WHAT THE TASK ASKS:
Please return all of the data exactly as written.
==== THE RECORDS
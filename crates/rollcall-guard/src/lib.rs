//! Navigation guard for Rollcall.
//!
//! Decides, for the current session state and location, whether a page
//! may render. It is re-evaluated on every change of loading state,
//! authentication, location, or role.
//!
//! # Key types
//!
//! - [`RouteGuard`] — the decision function
//! - [`GuardOutcome`] — loading placeholder, redirect, or render
//! - [`RouteTable`] — public locations, protected prefixes, role homes
//! - [`GuardWatcher`] — background task that re-evaluates on every change
//!
//! # Loading
//!
//! On a page refresh the session reads "not authenticated" until
//! restoration finishes. [`RouteGuard::evaluate`] never redirects while
//! the session is loading, so a signed-in user isn't bounced to the
//! sign-in page on reload.

mod config;
mod error;
mod guard;
mod watcher;

pub use config::RouteTable;
pub use error::GuardError;
pub use guard::{GuardOutcome, RouteGuard};
pub use watcher::GuardWatcher;
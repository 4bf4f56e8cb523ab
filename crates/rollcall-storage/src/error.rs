/// Errors that can occur in a storage medium.
#[derive(Debug, thiserror::Error)]
pub enum StorageError {
    /// Reading from the backing medium failed.
    #[error("read failed: {0}")]
    ReadFailed(#[source] std::io::Error),

    /// Writing to the backing medium failed.
    #[error("write failed: {0}")]
    WriteFailed(#[source] std::io::Error),

    /// The backing medium exists but its contents can't be interpreted.
    #[error("storage corrupt: {0}")]
    Corrupt(String),

    /// The medium refuses writes (quota exceeded, disabled by the user).
    #[error("storage unavailable: {0}")]
    Unavailable(String),
}
//! Session lifecycle management for Rollcall.
//!
//! This crate owns the one piece of state the rest of the application
//! keys off: whether someone is signed in, and as whom.
//!
//! 1. **Establishing** — recording a session after a successful
//!    credential exchange ([`SessionStore::establish`])
//! 2. **Restoring** — picking a persisted session back up on process
//!    start, and refusing it if it is too old, corrupt, or half-written
//!    ([`SessionStore::restore_and_validate`])
//! 3. **Clearing** — logout and expiry ([`SessionStore::clear`])
//! 4. **Publishing** — telling observers (route guard, heartbeat) about
//!    every change ([`SessionStore::subscribe`])
//!
//! # How it fits in the stack
//!
//! ```text
//! Guard / Heartbeat (above)  ← observe SessionState through subscriptions
//!     ↕
//! Session Layer (this crate)  ← owns the session and both storage mediums
//!     ↕
//! Storage + Protocol (below)  ← DurableStore, CookieJar, User, JsonCodec
//! ```

#![allow(async_fn_in_trait)]

mod clock;
mod error;
mod exchange;
mod session;
mod store;

pub use clock::{Clock, ManualClock, SystemClock};
pub use error::SessionError;
pub use exchange::CredentialExchange;
pub use session::{Session, SessionConfig, SessionState, keys};
pub use store::{SessionStore, SessionSubscription};
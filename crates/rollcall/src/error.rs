//! Unified error type for Rollcall.

use rollcall_guard::GuardError;
use rollcall_protocol::ProtocolError;
use rollcall_session::SessionError;
use rollcall_storage::StorageError;

/// Top-level error that wraps all crate-specific errors.
///
/// When using the `rollcall` crate, you deal with this single error type
/// instead of importing errors from each sub-crate. The `#[from]`
/// attribute on each variant lets `?` convert them.
#[derive(Debug, thiserror::Error)]
pub enum RollcallError {
    /// A storage medium couldn't be opened, read, or written.
    #[error(transparent)]
    Storage(#[from] StorageError),

    /// A record or message couldn't be encoded or decoded.
    #[error(transparent)]
    Protocol(#[from] ProtocolError),

    /// Login failed.
    #[error(transparent)]
    Session(#[from] SessionError),

    /// The route table can't be enforced.
    #[error(transparent)]
    Guard(#[from] GuardError),
}
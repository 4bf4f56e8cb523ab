//! Login and logout, on top of the session store.

use std::sync::Arc;

use rollcall_protocol::{Credentials, LoginResponse, User};
use rollcall_session::{Clock, CredentialExchange, SessionError, SessionStore};
use rollcall_storage::{CookieJar, DurableStore};
use tokio::sync::mpsc;
use tracing::{debug, info, warn};

use crate::network::AuthRejected;

/// Drives login and logout against a [`SessionStore`].
///
/// The only caller of [`SessionStore::establish`]. It never reads or
/// writes storage itself.
pub struct AuthOrchestrator<D, J, K, E>
where
    D: DurableStore,
    J: CookieJar,
    K: Clock,
    E: CredentialExchange,
{
    store: Arc<SessionStore<D, J, K>>,
    exchange: E,
}

impl<D, J, K, E> AuthOrchestrator<D, J, K, E>
where
    D: DurableStore,
    J: CookieJar,
    K: Clock,
    E: CredentialExchange,
{
    pub fn new(store: Arc<SessionStore<D, J, K>>, exchange: E) -> Self {
        Self { store, exchange }
    }

    /// Exchanges credentials and, on success, establishes the session.
    ///
    /// # Errors
    /// - [`SessionError::MissingCredentials`] — empty email or password;
    ///   the exchange is never called
    /// - [`SessionError::AuthFailed`] — the exchange rejected the
    ///   credentials or was unreachable
    /// - [`SessionError::MalformedResponse`] — the exchange answered with
    ///   an empty token or a user without an id
    ///
    /// A failed login leaves the current session, if any, untouched.
    pub async fn login(&self, email: &str, password: &str) -> Result<User, SessionError> {
        let email = email.trim();
        if email.is_empty() {
            return Err(SessionError::MissingCredentials("email"));
        }
        if password.is_empty() {
            return Err(SessionError::MissingCredentials("password"));
        }

        let credentials = Credentials::new(email, password);
        let response = self.exchange.exchange(&credentials).await.map_err(|error| {
            warn!(%error, "credential exchange failed");
            error
        })?;
        response.validate()?;

        let LoginResponse { token, user } = response;
        info!(user_id = %user.id, role = %user.role, "login succeeded");
        self.store.establish(user.clone(), token).await;
        Ok(user)
    }

    pub async fn logout(&self) {
        debug!("logout requested");
        self.store.clear().await;
    }

    /// Ends the session after the server refused `token`.
    ///
    /// Does nothing if `token` is no longer the active one: a request
    /// sent before a re-login must not end the new session.
    pub async fn handle_auth_rejected(&self, token: &str) {
        if self.store.clear_if_token(token).await {
            info!("server rejected the session token, signing out");
        } else {
            debug!("rejection for a token no longer in use, ignored");
        }
    }

    /// Handles every rejection reported by the network client. Returns
    /// once every sender is dropped.
    pub async fn run_rejection_listener(&self, mut rejections: mpsc::Receiver<AuthRejected>) {
        while let Some(rejection) = rejections.recv().await {
            debug!(status = rejection.status, path = %rejection.path, "auth rejection received");
            self.handle_auth_rejected(&rejection.token).await;
        }
        debug!("rejection listener stopped");
    }

    pub fn is_loading(&self) -> bool {
        self.store.is_loading()
    }

    pub fn is_authenticated(&self) -> bool {
        self.store.is_authenticated()
    }

    pub fn user(&self) -> Option<User> {
        self.store.user()
    }

    pub fn store(&self) -> &Arc<SessionStore<D, J, K>> {
        &self.store
    }
}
========
FINAL ANSWER:
filename crates/rollcall-guard/src/lib.rs
//! Navigation guard for Rollcall.
//!
//! Decides, for the current session state and location, whether a page
//! may render. It is re-evaluated on every change of loading state,
//! authentication, location, or role.
//!
//! # Key types
//!
//! - [`RouteGuard`] — the decision function
//! - [`GuardOutcome`] — loading placeholder, redirect, or render
//! - [`RouteTable`] — public locations, protected prefixes, role homes
//! - [`GuardWatcher`] — background task that re-evaluates on every change
//!
//! # Loading
//!
//! On a page refresh the session reads "not authenticated" until
//! restoration finishes. [`RouteGuard::evaluate`] never redirects while
//! the session is loading, so a signed-in user isn't bounced to the
//! sign-in page on reload.

mod config;
mod error;
mod guard;
mod watcher;

pub use config::RouteTable;
pub use error::GuardError;
pub use guard::{GuardOutcome, RouteGuard};
pub use watcher::GuardWatcher;
repository 4bf4f56e8cb523ab
filename crates/rollcall-storage/src/error.rs
/// Errors that can occur in a storage medium.
#[derive(Debug, thiserror::Error)]
pub enum StorageError {
    /// Reading from the backing medium failed.
    #[error("read failed: {0}")]
    ReadFailed(#[source] std::io::Error),

    /// Writing to the backing medium failed.
    #[error("write failed: {0}")]
    WriteFailed(#[source] std::io::Error),

    /// The backing medium exists but its contents can't be interpreted.
    #[error("storage corrupt: {0}")]
    Corrupt(String),

    /// The medium refuses writes (quota exceeded, disabled by the user).
    #[error("storage unavailable: {0}")]
    Unavailable(String),
}
//! Session lifecycle management for Rollcall.
//!
//! This crate owns the one piece of state the rest of the application
//! keys off: whether someone is signed in, and as whom.
//!
//! 1. **Establishing** — recording a session after a successful
//!    credential exchange ([`SessionStore::establish`])
//! 2. **Restoring** — picking a persisted session back up on process
//!    start, and refusing it if it is too old, corrupt, or half-written
//!    ([`SessionStore::restore_and_validate`])
//! 3. **Clearing** — logout and expiry ([`SessionStore::clear`])
//! 4. **Publishing** — telling observers (route guard, heartbeat) about
//!    every change ([`SessionStore::subscribe`])
//!
//! # How it fits in the stack
//!
//! ```text
//! Guard / Heartbeat (above)  ← observe SessionState through subscriptions
//!     ↕
//! Session Layer (this crate)  ← owns the session and both storage mediums
//!     ↕
//! Storage + Protocol (below)  ← DurableStore, CookieJar, User, JsonCodec
//! ```

#![allow(async_fn_in_trait)]

mod clock;
mod error;
mod exchange;
mod session;
mod store;

pub use clock::{Clock, ManualClock, SystemClock};
pub use error::SessionError;
pub use exchange::CredentialExchange;
pub use session::{Session, SessionConfig, SessionState, keys};
pub use store::{SessionStore, SessionSubscription};
filename crates/rollcall/src/error.rs
//! Unified error type for Rollcall.

use rollcall_guard::GuardError;
use rollcall_protocol::ProtocolError;
use rollcall_session::SessionError;
use rollcall_storage::StorageError;

/// Top-level error that wraps all crate-specific errors.
///
/// When using the `rollcall` crate, you deal with this single error type
/// instead of importing errors from each sub-crate. The `#[from]`
/// attribute on each variant lets `?` convert them.
#[derive(Debug, thiserror::Error)]
pub enum RollcallError {
    /// A storage medium couldn't be opened, read, or written.
    #[error(transparent)]
    Storage(#[from] StorageError),

    /// A record or message couldn't be encoded or decoded.
    #[error(transparent)]
    Protocol(#[from] ProtocolError),

    /// Login failed.
    #[error(transparent)]
    Session(#[from] SessionError),

    /// The route table can't be enforced.
    #[error(transparent)]
    Guard(#[from] GuardError),
}
repository 4bf4f56e8cb523ab
//! Login and logout, on top of the session store.

use std::sync::Arc;

use rollcall_protocol::{Credentials, LoginResponse, User};
use rollcall_session::{Clock, CredentialExchange, SessionError, SessionStore};
use rollcall_storage::{CookieJar, DurableStore};
use tokio::sync::mpsc;
use tracing::{debug, info, warn};

use crate::network::AuthRejected;

/// Drives login and logout against a [`SessionStore`].
///
/// The only caller of [`SessionStore::establish`]. It never reads or
/// writes storage itself.
pub struct AuthOrchestrator<D, J, K, E>
where
    D: DurableStore,
    J: CookieJar,
    K: Clock,
    E: CredentialExchange,
{
    store: Arc<SessionStore<D, J, K>>,
    exchange: E,
}

impl<D, J, K, E> AuthOrchestrator<D, J, K, E>
where
    D: DurableStore,
    J: CookieJar,
    K: Clock,
    E: CredentialExchange,
{
    pub fn new(store: Arc<SessionStore<D, J, K>>, exchange: E) -> Self {
        Self { store, exchange }
    }

    /// Exchanges credentials and, on success, establishes the session.
    ///
    /// # Errors
    /// - [`SessionError::MissingCredentials`] — empty email or password;
    ///   the exchange is never called
    /// - [`SessionError::AuthFailed`] — the exchange rejected the
    ///   credentials or was unreachable
    /// - [`SessionError::MalformedResponse`] — the exchange answered with
    ///   an empty token or a user without an id
    ///
    /// A failed login leaves the current session, if any, untouched.
    pub async fn login(&self, email: &str, password: &str) -> Result<User, SessionError> {
        let email = email.trim();
        if email.is_empty() {
            return Err(SessionError::MissingCredentials("email"));
        }
        if password.is_empty() {
            return Err(SessionError::MissingCredentials("password"));
        }

        let credentials = Credentials::new(email, password);
        let response = self.exchange.exchange(&credentials).await.map_err(|error| {
            warn!(%error, "credential exchange failed");
            error
        })?;
        response.validate()?;

        let LoginResponse { token, user } = response;
        info!(user_id = %user.id, role = %user.role, "login succeeded");
        self.store.establish(user.clone(), token).await;
        Ok(user)
    }

    pub async fn logout(&self) {
        debug!("logout requested");
        self.store.clear().await;
    }

    /// Ends the session after the server refused `token`.
    ///
    /// Does nothing if `token` is no longer the active one: a request
    /// sent before a re-login must not end the new session.
    pub async fn handle_auth_rejected(&self, token: &str) {
        if self.store.clear_if_token(token).await {
            info!("server rejected the session token, signing out");
        } else {
            debug!("rejection for a token no longer in use, ignored");
        }
    }

    /// Handles every rejection reported by the network client. Returns
    /// once every sender is dropped.
    pub async fn run_rejection_listener(&self, mut rejections: mpsc::Receiver<AuthRejected>) {
        while let Some(rejection) = rejections.recv().await {
            debug!(status = rejection.status, path = %rejection.path, "auth rejection received");
            self.handle_auth_rejected(&rejection.token).await;
        }
        debug!("rejection listener stopped");
    }

    pub fn is_loading(&self) -> bool {
        self.store.is_loading()
    }

    pub fn is_authenticated(&self) -> bool {
        self.store.is_authenticated()
    }

    pub fn user(&self) -> Option<User> {
        self.store.user()
    }

    pub fn store(&self) -> &Arc<SessionStore<D, J, K>> {
        &self.store
    }
}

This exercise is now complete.